(Stored data)
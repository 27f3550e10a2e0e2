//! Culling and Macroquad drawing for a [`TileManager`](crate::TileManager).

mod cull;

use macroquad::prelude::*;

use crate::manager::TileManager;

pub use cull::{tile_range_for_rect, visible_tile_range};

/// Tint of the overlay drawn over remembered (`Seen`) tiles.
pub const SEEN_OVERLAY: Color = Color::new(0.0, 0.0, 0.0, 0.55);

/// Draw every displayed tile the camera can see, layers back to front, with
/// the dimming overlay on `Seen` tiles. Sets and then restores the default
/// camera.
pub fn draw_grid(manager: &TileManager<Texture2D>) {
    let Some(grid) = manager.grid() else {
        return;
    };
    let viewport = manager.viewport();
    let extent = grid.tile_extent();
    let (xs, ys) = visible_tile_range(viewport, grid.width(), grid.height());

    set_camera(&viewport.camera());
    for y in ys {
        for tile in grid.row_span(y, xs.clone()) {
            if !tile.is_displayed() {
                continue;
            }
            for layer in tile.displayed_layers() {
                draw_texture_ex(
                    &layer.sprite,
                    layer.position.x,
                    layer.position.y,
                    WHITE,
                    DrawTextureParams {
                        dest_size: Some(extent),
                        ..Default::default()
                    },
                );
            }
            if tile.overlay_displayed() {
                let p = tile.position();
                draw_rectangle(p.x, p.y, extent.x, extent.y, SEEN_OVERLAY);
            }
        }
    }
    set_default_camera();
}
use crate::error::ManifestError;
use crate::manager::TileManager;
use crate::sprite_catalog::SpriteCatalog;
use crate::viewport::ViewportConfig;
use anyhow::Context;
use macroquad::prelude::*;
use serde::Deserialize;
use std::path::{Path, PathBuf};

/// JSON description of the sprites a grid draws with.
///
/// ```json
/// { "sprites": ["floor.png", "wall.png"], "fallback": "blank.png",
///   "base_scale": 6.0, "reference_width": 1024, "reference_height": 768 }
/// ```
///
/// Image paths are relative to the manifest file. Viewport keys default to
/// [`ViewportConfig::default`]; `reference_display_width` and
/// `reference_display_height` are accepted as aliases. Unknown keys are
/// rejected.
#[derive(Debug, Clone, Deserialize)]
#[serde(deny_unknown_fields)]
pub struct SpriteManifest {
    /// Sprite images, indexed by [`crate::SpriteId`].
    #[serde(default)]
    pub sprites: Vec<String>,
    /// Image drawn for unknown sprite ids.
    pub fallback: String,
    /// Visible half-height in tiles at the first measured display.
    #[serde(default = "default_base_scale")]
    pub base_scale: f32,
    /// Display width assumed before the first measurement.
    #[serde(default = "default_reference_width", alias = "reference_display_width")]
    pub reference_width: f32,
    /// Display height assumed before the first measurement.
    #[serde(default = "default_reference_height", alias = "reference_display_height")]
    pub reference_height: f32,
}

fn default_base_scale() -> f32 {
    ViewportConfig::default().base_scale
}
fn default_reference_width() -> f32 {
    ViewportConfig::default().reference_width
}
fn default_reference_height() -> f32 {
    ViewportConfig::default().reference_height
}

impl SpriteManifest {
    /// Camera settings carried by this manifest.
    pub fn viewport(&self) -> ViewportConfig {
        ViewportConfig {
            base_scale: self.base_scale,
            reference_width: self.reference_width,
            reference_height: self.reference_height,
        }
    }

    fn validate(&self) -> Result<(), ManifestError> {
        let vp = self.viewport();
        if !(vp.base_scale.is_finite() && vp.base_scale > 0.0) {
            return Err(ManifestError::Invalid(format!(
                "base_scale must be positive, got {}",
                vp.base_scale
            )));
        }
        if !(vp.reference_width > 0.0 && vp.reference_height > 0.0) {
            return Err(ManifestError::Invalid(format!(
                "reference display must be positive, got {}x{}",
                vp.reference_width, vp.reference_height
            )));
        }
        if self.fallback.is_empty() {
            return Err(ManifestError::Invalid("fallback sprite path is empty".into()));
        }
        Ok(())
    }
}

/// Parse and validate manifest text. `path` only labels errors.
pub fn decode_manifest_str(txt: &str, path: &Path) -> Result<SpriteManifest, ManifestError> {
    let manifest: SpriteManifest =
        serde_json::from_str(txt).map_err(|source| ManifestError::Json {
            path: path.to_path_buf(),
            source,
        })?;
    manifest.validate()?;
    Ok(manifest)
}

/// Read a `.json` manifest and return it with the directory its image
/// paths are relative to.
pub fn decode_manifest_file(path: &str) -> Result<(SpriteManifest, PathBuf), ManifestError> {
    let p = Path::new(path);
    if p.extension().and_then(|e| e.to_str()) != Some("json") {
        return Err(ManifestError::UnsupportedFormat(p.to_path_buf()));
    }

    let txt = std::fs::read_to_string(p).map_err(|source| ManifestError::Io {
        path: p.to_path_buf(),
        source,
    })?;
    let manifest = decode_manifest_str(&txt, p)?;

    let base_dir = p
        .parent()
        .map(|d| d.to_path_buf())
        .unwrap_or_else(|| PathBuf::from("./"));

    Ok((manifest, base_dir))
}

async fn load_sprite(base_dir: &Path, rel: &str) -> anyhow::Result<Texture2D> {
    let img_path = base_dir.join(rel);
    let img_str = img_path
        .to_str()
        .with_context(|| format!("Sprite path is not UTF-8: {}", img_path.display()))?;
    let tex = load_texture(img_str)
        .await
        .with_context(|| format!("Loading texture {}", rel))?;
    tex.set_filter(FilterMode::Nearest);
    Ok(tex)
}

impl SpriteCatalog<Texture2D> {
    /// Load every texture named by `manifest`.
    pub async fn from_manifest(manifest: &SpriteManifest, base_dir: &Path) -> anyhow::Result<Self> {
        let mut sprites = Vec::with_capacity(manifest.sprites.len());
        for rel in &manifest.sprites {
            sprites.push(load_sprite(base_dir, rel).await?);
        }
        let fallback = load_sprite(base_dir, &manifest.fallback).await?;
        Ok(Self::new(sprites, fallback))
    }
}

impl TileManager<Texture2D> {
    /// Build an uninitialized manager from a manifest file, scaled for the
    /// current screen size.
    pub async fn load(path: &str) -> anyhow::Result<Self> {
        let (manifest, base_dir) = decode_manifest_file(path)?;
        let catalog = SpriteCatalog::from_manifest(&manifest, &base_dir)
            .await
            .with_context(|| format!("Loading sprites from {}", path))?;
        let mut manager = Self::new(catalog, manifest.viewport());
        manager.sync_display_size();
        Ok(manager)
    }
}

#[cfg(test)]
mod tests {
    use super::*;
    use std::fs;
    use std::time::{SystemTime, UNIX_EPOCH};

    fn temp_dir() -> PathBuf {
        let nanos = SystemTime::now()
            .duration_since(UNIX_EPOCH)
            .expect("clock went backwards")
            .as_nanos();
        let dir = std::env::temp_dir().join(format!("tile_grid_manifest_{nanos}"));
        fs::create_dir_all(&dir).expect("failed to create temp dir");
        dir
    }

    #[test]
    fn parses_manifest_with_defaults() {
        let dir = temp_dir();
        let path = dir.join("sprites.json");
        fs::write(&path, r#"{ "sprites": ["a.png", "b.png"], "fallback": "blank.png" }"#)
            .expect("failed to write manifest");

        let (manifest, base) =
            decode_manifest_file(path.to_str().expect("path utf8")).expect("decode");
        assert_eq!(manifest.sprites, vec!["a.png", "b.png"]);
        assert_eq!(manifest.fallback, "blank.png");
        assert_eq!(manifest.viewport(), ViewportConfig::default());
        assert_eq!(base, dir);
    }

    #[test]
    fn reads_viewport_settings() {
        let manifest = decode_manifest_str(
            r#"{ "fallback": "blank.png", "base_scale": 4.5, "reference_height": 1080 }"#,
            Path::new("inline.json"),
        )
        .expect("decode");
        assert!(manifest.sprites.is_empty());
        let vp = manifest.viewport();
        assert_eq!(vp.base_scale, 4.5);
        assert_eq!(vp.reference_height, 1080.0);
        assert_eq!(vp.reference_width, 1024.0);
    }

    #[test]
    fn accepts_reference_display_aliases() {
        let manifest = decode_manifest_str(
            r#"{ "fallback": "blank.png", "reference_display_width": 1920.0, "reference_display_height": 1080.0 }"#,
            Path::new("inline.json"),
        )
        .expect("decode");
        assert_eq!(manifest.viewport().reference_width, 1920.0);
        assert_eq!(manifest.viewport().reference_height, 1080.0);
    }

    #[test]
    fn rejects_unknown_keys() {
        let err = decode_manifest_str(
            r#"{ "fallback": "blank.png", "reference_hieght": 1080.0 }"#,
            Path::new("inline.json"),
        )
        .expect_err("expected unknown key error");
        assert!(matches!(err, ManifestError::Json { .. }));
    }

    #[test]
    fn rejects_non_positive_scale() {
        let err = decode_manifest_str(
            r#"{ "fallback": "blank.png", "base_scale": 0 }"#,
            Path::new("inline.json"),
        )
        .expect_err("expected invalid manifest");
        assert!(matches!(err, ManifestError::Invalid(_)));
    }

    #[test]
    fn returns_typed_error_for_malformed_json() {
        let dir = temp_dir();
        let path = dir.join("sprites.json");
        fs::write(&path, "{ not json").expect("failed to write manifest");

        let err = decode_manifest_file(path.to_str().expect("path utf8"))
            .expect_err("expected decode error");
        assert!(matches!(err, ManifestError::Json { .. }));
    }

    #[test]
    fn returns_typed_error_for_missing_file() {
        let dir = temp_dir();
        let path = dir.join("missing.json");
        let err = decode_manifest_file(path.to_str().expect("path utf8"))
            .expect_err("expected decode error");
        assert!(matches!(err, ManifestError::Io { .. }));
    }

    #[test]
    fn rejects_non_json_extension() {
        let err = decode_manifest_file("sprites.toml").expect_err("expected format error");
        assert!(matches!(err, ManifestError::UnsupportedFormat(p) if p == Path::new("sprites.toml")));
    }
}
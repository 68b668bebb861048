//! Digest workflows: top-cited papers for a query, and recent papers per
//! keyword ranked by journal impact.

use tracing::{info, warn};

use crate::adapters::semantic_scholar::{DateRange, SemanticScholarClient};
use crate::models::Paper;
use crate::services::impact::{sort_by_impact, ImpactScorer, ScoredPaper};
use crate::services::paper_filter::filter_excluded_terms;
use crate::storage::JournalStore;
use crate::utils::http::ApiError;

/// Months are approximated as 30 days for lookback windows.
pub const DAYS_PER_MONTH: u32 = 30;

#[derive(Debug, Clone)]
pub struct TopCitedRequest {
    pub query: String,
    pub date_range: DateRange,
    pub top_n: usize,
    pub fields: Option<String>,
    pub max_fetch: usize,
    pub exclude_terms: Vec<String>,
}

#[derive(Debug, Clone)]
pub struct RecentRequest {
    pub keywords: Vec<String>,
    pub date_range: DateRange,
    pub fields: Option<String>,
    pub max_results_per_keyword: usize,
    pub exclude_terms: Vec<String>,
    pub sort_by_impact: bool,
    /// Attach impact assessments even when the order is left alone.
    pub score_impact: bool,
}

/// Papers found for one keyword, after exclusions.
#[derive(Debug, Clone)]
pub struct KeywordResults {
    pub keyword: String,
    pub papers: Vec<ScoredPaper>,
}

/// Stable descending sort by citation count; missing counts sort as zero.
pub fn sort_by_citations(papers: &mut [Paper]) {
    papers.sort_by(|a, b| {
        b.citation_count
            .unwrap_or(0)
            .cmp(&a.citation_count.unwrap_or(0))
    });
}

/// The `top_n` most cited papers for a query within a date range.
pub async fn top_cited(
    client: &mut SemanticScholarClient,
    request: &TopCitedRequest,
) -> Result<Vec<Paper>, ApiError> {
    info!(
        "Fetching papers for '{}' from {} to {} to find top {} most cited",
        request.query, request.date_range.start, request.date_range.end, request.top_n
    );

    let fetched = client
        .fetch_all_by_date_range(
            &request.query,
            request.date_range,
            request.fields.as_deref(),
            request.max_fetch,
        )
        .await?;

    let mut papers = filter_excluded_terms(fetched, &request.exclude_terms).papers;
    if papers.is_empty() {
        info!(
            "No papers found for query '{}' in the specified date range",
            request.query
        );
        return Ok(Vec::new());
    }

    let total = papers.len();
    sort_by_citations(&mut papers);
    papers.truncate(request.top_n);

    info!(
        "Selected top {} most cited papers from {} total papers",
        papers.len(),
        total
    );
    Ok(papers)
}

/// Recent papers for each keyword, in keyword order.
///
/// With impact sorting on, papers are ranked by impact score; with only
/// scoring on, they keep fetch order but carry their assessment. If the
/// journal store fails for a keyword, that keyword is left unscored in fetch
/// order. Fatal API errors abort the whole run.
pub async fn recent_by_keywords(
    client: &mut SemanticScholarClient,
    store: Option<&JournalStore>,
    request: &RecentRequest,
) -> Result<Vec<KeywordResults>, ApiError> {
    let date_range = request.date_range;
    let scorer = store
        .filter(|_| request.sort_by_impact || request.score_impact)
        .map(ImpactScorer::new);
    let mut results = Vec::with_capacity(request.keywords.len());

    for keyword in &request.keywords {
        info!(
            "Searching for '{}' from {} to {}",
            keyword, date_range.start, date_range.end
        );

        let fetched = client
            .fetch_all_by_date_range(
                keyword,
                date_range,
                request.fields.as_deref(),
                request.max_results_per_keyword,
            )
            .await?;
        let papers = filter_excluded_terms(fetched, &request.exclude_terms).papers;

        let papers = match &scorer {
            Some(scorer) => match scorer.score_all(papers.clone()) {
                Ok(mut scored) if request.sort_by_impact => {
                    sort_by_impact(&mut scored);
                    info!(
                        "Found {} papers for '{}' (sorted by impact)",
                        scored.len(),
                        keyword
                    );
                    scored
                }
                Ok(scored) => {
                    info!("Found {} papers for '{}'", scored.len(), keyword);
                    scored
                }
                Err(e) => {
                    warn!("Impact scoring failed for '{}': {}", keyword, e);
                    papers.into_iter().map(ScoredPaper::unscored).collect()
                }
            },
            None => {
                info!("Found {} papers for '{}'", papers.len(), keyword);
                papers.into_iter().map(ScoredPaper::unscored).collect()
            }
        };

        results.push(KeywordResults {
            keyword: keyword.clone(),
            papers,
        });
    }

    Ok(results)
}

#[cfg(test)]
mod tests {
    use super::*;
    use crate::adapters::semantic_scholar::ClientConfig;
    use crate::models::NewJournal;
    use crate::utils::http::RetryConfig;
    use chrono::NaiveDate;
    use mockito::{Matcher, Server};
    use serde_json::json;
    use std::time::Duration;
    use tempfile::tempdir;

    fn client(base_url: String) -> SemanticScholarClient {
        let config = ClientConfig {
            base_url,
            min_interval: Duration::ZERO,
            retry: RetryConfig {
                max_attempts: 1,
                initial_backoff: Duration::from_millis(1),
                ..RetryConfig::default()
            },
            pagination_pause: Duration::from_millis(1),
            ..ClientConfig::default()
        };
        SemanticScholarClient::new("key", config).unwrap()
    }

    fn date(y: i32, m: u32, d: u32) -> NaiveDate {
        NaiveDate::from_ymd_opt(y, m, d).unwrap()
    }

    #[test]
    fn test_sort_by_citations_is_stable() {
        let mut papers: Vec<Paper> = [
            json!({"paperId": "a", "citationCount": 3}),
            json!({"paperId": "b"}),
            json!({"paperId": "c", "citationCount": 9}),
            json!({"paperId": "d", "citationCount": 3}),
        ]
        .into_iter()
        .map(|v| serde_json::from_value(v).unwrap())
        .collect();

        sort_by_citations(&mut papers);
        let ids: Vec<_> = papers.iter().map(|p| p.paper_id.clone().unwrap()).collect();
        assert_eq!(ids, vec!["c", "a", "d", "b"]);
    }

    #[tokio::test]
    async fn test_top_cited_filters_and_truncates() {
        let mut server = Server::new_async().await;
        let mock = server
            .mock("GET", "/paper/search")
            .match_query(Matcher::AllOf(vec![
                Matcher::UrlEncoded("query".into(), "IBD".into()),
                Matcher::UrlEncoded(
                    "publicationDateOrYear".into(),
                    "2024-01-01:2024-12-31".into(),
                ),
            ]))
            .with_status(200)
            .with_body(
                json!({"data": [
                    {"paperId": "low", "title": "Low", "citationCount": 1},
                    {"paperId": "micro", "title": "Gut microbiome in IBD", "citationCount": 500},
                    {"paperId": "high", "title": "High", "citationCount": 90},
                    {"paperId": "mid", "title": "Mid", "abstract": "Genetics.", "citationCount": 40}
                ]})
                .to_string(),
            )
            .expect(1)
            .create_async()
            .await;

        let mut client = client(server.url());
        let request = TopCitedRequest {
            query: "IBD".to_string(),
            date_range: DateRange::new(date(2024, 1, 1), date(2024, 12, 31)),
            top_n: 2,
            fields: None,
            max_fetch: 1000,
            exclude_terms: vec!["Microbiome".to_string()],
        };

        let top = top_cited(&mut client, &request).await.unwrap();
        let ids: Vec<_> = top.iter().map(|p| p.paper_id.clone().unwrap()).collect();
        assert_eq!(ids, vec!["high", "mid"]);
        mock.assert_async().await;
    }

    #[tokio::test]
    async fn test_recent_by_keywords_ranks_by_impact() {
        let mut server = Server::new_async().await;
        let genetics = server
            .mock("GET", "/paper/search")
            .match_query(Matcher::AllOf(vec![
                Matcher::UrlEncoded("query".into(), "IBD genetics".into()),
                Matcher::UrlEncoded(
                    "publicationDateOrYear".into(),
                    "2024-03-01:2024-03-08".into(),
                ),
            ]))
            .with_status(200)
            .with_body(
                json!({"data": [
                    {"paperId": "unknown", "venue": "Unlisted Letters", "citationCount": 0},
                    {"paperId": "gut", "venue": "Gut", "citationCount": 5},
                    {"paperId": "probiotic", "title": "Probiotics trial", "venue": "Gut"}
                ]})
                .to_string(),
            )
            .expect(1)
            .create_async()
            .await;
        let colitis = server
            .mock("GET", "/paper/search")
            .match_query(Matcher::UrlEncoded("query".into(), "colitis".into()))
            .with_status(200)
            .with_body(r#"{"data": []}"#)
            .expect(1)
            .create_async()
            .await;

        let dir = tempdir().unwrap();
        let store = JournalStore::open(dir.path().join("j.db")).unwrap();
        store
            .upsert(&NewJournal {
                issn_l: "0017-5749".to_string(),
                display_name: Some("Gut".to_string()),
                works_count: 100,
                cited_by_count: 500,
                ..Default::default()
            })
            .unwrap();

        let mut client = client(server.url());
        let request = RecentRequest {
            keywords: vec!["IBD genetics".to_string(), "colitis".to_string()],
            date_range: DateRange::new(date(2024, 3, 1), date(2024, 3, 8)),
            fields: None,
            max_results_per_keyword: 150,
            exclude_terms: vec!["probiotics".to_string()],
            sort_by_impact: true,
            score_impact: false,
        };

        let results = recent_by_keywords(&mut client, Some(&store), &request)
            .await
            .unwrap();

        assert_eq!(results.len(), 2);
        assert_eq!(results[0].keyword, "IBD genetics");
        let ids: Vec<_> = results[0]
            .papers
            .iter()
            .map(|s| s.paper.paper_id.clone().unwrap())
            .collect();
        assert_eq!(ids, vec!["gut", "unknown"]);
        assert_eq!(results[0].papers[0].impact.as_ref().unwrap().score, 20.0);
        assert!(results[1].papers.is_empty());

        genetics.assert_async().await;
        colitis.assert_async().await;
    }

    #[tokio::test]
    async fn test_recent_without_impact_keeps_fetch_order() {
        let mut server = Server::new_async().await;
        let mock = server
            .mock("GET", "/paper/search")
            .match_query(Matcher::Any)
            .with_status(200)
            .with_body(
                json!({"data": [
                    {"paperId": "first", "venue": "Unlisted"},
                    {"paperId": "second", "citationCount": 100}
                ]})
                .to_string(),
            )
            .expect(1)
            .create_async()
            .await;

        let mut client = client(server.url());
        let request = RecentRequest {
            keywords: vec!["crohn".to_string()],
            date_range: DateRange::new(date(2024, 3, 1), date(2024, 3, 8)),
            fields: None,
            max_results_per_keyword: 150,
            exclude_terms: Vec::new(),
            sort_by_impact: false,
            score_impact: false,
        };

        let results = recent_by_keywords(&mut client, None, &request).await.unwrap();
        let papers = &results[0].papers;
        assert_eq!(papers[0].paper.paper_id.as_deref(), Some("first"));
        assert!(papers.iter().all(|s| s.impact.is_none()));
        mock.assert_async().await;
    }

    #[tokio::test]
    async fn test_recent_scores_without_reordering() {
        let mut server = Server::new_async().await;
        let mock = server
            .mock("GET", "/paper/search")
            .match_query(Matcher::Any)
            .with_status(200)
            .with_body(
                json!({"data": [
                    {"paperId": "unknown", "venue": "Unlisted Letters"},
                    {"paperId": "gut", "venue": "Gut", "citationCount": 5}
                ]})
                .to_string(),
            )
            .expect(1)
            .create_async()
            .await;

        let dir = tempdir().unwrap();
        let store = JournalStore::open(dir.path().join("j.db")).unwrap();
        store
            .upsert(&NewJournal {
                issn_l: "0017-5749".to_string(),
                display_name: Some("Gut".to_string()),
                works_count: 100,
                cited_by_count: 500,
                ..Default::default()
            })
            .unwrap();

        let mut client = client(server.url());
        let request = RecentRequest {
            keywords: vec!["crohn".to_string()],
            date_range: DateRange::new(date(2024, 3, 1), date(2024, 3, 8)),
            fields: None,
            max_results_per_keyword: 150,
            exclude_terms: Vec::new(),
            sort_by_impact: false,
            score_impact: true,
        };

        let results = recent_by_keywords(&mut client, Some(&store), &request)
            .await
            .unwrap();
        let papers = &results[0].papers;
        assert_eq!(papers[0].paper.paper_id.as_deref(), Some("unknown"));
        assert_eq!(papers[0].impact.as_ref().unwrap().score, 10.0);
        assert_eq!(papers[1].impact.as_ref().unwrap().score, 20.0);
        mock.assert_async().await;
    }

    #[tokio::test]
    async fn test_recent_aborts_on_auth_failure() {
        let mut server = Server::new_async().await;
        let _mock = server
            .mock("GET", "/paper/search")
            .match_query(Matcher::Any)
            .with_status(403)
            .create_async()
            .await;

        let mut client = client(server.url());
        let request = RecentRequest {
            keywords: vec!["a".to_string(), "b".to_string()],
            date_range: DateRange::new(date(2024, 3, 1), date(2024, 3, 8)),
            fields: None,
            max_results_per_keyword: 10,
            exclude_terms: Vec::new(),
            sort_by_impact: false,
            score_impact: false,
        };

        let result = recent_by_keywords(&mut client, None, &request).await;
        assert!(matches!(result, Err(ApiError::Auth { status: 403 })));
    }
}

### Your goal
Find the lines in the data that include "SpriteCatalog", then copy each of them.

### Exercise answer
use crate::sprite_catalog::SpriteCatalog;
impl SpriteCatalog<Texture2D> {
        let catalog = SpriteCatalog::from_manifest(&manifest, &base_dir)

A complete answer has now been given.